ABOUT THIS EXERCISE: Search the data for the string "EncoderConfig" and extract every line where it appears.

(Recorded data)
====

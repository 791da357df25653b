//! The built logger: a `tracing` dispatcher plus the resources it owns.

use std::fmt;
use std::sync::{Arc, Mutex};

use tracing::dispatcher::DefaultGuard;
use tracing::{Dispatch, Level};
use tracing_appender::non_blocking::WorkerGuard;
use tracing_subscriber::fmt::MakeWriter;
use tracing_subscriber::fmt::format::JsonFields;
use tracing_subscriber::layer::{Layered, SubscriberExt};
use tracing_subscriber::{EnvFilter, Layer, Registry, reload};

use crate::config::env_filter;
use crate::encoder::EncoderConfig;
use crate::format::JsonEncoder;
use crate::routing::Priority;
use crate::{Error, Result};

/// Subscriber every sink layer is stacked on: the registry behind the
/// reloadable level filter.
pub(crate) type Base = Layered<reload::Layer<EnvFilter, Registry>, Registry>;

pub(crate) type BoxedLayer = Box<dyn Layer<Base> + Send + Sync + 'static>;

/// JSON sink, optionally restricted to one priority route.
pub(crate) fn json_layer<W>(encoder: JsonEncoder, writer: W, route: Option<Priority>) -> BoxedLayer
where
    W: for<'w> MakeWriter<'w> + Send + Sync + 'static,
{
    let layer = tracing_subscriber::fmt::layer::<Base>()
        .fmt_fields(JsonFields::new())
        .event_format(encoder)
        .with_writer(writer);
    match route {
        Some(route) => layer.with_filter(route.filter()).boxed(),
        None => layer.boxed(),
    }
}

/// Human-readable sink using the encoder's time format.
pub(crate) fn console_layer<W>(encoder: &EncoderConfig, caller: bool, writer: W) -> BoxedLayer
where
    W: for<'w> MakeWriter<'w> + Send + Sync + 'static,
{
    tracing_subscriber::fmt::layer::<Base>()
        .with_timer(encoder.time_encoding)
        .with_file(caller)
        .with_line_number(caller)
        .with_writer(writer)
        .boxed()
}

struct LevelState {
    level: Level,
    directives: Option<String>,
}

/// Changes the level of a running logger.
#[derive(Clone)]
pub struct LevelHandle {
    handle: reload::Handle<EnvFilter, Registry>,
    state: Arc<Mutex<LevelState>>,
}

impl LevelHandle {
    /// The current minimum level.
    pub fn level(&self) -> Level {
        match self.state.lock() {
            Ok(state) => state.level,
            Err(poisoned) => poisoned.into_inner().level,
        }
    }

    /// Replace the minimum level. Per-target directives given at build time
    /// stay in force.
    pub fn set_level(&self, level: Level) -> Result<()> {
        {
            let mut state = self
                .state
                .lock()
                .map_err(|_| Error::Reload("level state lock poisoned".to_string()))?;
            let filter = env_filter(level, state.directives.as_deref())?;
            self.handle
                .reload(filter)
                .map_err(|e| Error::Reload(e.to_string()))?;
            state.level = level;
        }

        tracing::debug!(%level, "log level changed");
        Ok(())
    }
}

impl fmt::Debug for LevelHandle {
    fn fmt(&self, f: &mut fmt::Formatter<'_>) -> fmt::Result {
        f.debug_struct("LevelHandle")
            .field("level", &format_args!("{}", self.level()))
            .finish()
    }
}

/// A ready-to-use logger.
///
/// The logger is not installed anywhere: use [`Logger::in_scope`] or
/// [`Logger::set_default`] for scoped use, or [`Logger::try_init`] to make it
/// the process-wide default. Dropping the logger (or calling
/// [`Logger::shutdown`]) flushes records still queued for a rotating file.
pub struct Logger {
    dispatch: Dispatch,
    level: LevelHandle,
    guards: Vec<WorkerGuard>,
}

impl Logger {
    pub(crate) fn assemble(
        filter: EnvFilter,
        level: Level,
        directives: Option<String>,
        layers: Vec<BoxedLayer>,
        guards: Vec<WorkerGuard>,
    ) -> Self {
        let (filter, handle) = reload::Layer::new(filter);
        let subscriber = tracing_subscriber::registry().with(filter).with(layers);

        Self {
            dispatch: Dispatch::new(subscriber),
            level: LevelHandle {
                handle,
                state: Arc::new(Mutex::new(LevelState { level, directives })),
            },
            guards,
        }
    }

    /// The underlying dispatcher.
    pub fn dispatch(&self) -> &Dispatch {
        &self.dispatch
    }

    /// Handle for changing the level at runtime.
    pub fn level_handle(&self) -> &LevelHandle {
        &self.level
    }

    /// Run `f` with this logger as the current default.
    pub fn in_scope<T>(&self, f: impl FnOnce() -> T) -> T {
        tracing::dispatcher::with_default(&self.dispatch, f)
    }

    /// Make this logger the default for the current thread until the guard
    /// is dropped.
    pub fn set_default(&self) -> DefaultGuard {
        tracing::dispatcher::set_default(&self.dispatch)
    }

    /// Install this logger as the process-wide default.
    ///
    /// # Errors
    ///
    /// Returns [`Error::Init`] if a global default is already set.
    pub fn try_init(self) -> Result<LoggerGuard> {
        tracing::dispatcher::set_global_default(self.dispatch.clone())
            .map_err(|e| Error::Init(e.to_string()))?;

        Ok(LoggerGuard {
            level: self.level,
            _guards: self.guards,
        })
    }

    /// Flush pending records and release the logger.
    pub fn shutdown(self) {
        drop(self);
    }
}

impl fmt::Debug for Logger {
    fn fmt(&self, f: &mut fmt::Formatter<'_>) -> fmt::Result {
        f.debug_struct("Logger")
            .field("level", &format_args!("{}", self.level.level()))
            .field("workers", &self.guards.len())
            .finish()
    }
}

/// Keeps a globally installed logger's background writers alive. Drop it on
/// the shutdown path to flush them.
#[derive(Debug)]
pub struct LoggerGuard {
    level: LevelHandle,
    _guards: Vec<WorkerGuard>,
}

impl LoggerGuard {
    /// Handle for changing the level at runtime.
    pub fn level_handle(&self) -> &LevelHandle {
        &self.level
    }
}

====

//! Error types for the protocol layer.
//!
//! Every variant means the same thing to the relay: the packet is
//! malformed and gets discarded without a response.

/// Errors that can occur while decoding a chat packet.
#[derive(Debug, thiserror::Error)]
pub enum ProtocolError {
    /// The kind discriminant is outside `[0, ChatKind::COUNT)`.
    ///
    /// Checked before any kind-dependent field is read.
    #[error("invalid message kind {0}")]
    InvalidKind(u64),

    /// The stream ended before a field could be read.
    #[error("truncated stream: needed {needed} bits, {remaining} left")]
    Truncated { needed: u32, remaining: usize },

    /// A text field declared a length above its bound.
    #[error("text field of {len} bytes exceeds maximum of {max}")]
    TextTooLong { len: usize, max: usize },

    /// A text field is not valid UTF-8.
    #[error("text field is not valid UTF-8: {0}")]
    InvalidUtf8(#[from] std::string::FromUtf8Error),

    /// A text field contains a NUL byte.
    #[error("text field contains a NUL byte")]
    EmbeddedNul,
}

====

EXPECTED ANSWER:
use crate::encoder::EncoderConfig;
pub(crate) fn console_layer<W>(encoder: &EncoderConfig, caller: bool, writer: W) -> BoxedLayer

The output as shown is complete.